Dans le contexte actuel de réforme de l’enseignement1

, le crédit pédagogique accordé à l’innovation est sans plafond : il s’impose comme une évidence aux enseignants, dans l’élaboration de leurs cours et dans leurs rapports d’activités pédagogiques, comme aux institutions quand elles s’adressent au public ou aux pouvoirs subsidiants. Y résister, ce serait à la fois aller à l’encontre de l’humanisme contemporain, centré sur la liberté créative de l’individu et son apport au bien commun ; contredire les sciences de l’apprentissage et ce que l’on sait des étudiants à la fois comme sujets actifs et, aujourd’hui, interactifs et connectés ; et substituer, enfin, une vision théorique ou dogmatique de l’activité d’enseignement à une rationalité pratique adaptée aux interactions réelles.
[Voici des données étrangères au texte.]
//! # Message Consumer
//!
//! Drains a queue table in delivery order with at-least-once semantics.
//!
//! ## Batch protocol
//!
//! 1. Open a transaction.
//! 2. Run the dequeue statement: select the oldest N rows by (ordinal, uuid) with
//!    lock-skip semantics and delete them in the same statement, returning their
//!    values. A row can never be handed to two consumers.
//! 3. Map every row to a [`Message`](super::Message) and pass it through the [`HandlerChain`].
//! 4. If the batch was non-empty ask the chain to confirm: commit on `true`,
//!    roll back (restoring the rows) on `false`.
//!
//! Batches repeat until one comes back empty, is rejected, or cancellation is
//! requested. Cancellation is only observed between batches. Any error rolls the
//! current batch back and propagates to the caller.
//!
//! Several consumers may drain the same table concurrently; they split the work
//! between them, with FIFO order guaranteed only per consumer.

use super::cancellation::CancellationSignal;
use super::handler::HandlerChain;
use super::mapper::message_from_row;
use crate::constants::defaults;
use crate::database::{IsolationLevel, QueueConnection, SqlValue};
use crate::error::QueueResult;
use crate::query_builder::builder_for;
use crate::schema::{QueueDirection, QueueTableSchema, SchemaVersion};
use crate::validation::{detect_version, MatchPolicy};
use serde::{Deserialize, Serialize};
use tracing::{debug, error, info, instrument, warn};

/// Configuration for consumers and the consumer poll loop
#[derive(Debug, Clone, Serialize, Deserialize)]
#[serde(default)]
pub struct ConsumerConfig {
    /// Rows dequeued per transaction
    pub batch_size: u32,
    /// Years subtracted from timestamps on read
    pub year_offset: i32,
    pub match_policy: MatchPolicy,
    /// Sleep after an empty pass
    pub poll_interval_ms: u64,
    /// Sleep after a failed pass
    pub retry_delay_ms: u64,
}

impl Default for ConsumerConfig {
    fn default() -> Self {
        Self {
            batch_size: defaults::BATCH_SIZE,
            year_offset: defaults::YEAR_OFFSET,
            match_policy: MatchPolicy::default(),
            poll_interval_ms: defaults::POLL_INTERVAL_MS,
            retry_delay_ms: defaults::RETRY_DELAY_MS,
        }
    }
}

/// Totals for one or more `consume` calls
#[derive(Debug, Clone, Copy, Default, PartialEq, Eq, Serialize, Deserialize)]
pub struct ConsumeSummary {
    /// Messages in committed batches
    pub messages: u64,
    /// Committed non-empty batches
    pub batches: u64,
    /// Batches rolled back because the chain vetoed the commit
    pub rejected_batches: u64,
}

impl ConsumeSummary {
    pub fn merge(&mut self, other: ConsumeSummary) {
        self.messages += other.messages;
        self.batches += other.batches;
        self.rejected_batches += other.rejected_batches;
    }
}

#[derive(Debug, Clone, Copy, PartialEq, Eq)]
enum BatchOutcome {
    Empty,
    Committed(usize),
    Rejected(usize),
}

pub struct MessageConsumer {
    connection: Box<dyn QueueConnection>,
    table_name: String,
    version: SchemaVersion,
    dequeue_script: String,
    config: ConsumerConfig,
    last_committed: Option<i64>,
}

impl MessageConsumer {
    pub fn new(
        connection: Box<dyn QueueConnection>,
        schema: &QueueTableSchema,
        direction: QueueDirection,
    ) -> QueueResult<Self> {
        Self::with_config(connection, schema, direction, ConsumerConfig::default())
    }

    /// Refused with [`crate::QueueError::InterfaceVersion`] when the table matches no schema version
    pub fn with_config(
        connection: Box<dyn QueueConnection>,
        schema: &QueueTableSchema,
        direction: QueueDirection,
        config: ConsumerConfig,
    ) -> QueueResult<Self> {
        let version = detect_version(schema, direction, config.match_policy)?;
        let scripts = builder_for(connection.provider()).build(schema, &version)?;

        info!(
            table = %schema.table_name(),
            version = %version,
            provider = %connection.provider(),
            batch_size = config.batch_size,
            "📥 Message consumer ready"
        );

        Ok(Self {
            connection,
            table_name: schema.table_name().to_string(),
            version,
            dequeue_script: scripts.dequeue,
            config,
            last_committed: None,
        })
    }

    pub fn version(&self) -> SchemaVersion {
        self.version
    }

    pub fn config(&self) -> &ConsumerConfig {
        &self.config
    }

    /// Highest ordinal this instance has committed so far
    pub fn last_committed_number(&self) -> Option<i64> {
        self.last_committed
    }

    /// Consume batches until the queue is empty, a batch is rejected or cancellation is requested
    pub async fn consume(
        &mut self,
        chain: &HandlerChain,
        cancel: &CancellationSignal,
    ) -> QueueResult<ConsumeSummary> {
        let mut summary = ConsumeSummary::default();

        loop {
            let consumed = match self.consume_batch(chain).await? {
                BatchOutcome::Empty => 0,
                BatchOutcome::Committed(count) => {
                    summary.messages += count as u64;
                    summary.batches += 1;
                    count
                }
                BatchOutcome::Rejected(_) => {
                    summary.rejected_batches += 1;
                    0
                }
            };

            if consumed == 0 || cancel.is_cancelled() {
                break;
            }
        }

        Ok(summary)
    }

    #[instrument(skip(self, chain), fields(table = %self.table_name))]
    async fn consume_batch(&mut self, chain: &HandlerChain) -> QueueResult<BatchOutcome> {
        self.connection.begin(IsolationLevel::ReadCommitted).await?;

        let numbers = match self.deliver(chain).await {
            Ok(numbers) => numbers,
            Err(e) => {
                error!(error = %e, "Batch failed, rolling back");
                self.abort(chain).await;
                return Err(e);
            }
        };

        if numbers.is_empty() {
            self.connection.commit().await?;
            return Ok(BatchOutcome::Empty);
        }

        if !chain.confirm().await {
            warn!(
                count = numbers.len(),
                "Handler chain rejected batch, rows will be redelivered"
            );
            self.abort(chain).await;
            return Ok(BatchOutcome::Rejected(numbers.len()));
        }

        self.connection.commit().await?;
        self.record_committed(&numbers);

        debug!(count = numbers.len(), "Committed batch");
        Ok(BatchOutcome::Committed(numbers.len()))
    }

    /// Dequeue one batch and run it through the chain, returning delivered ordinals
    async fn deliver(&mut self, chain: &HandlerChain) -> QueueResult<Vec<i64>> {
        let batch_size = SqlValue::BigInt(i64::from(self.config.batch_size));
        let rows = self
            .connection
            .query_rows(&self.dequeue_script, &[batch_size])
            .await?;

        let mut numbers = Vec::with_capacity(rows.len());
        for row in &rows {
            let message = message_from_row(row, &self.version, self.config.year_offset)?;
            chain.handle(&message).await?;
            numbers.push(message.message_number);
        }
        Ok(numbers)
    }

    async fn abort(&mut self, chain: &HandlerChain) {
        if let Err(e) = self.connection.rollback().await {
            warn!(error = %e, "Rollback failed");
        }
        chain.abort().await;
    }

    fn record_committed(&mut self, numbers: &[i64]) {
        if let (Some(previous), Some(first)) = (self.last_committed, numbers.first()) {
            if *first < previous {
                warn!(
                    previous = previous,
                    first = *first,
                    "Ordinal went backwards between batches"
                );
            }
        }
        if let Some(last) = numbers.iter().max() {
            self.last_committed = Some(self.last_committed.map_or(*last, |p| p.max(*last)));
        }
    }
}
On doit pourtant se demander si cette triple évidence ne repose pas sur des réponses trop rapides à certaines questions fondamentales et complexes. Plusieurs de ces questions travaillent activement, aujourd’hui, l’interprétation de la fondation de la modernité et le rôle qu’y joua l’œuvre innovante de Machiavel. Il est intéressant

1 Cet article est rédigé dans le contexte de la mise en œuvre institutionnelle, en Haute Ecole de la Fédération Wallonie-Bruxelles en Belgique, du Décret définissant le paysage de l’enseignement supérieur et l’organisation académique des études (voté en novembre 2013).

d’appliquer ces mêmes questions à l’impératif contemporain d’innovation, à la fin peut-être de la modernité : il pourrait bien y avoir quelque chose de Machiavel dans l’autorité avec laquelle cet impératif s’impose aujourd’hui en pédagogie.

La présence de Machiavel dans l’impératif d’innovation ne tient pas principalement à l’exercice d’un pouvoir parfois brutal dans la mise en œuvre institutionnelle d’une réforme décidée par l’autorité politique. Certes, il arrive trop souvent, dans les dits “processus qualité” qui accompagnent une telle réforme, que toute interrogation critique des fondamentaux soit balayée d’emblée comme résistance au changement et réticence réfractaire. Bien plus profondément que cela, cependant, il pourrait bien y avoir quelque chose de Machiavel dans la rationalité

même que cet impératif d’innovation met en œuvre.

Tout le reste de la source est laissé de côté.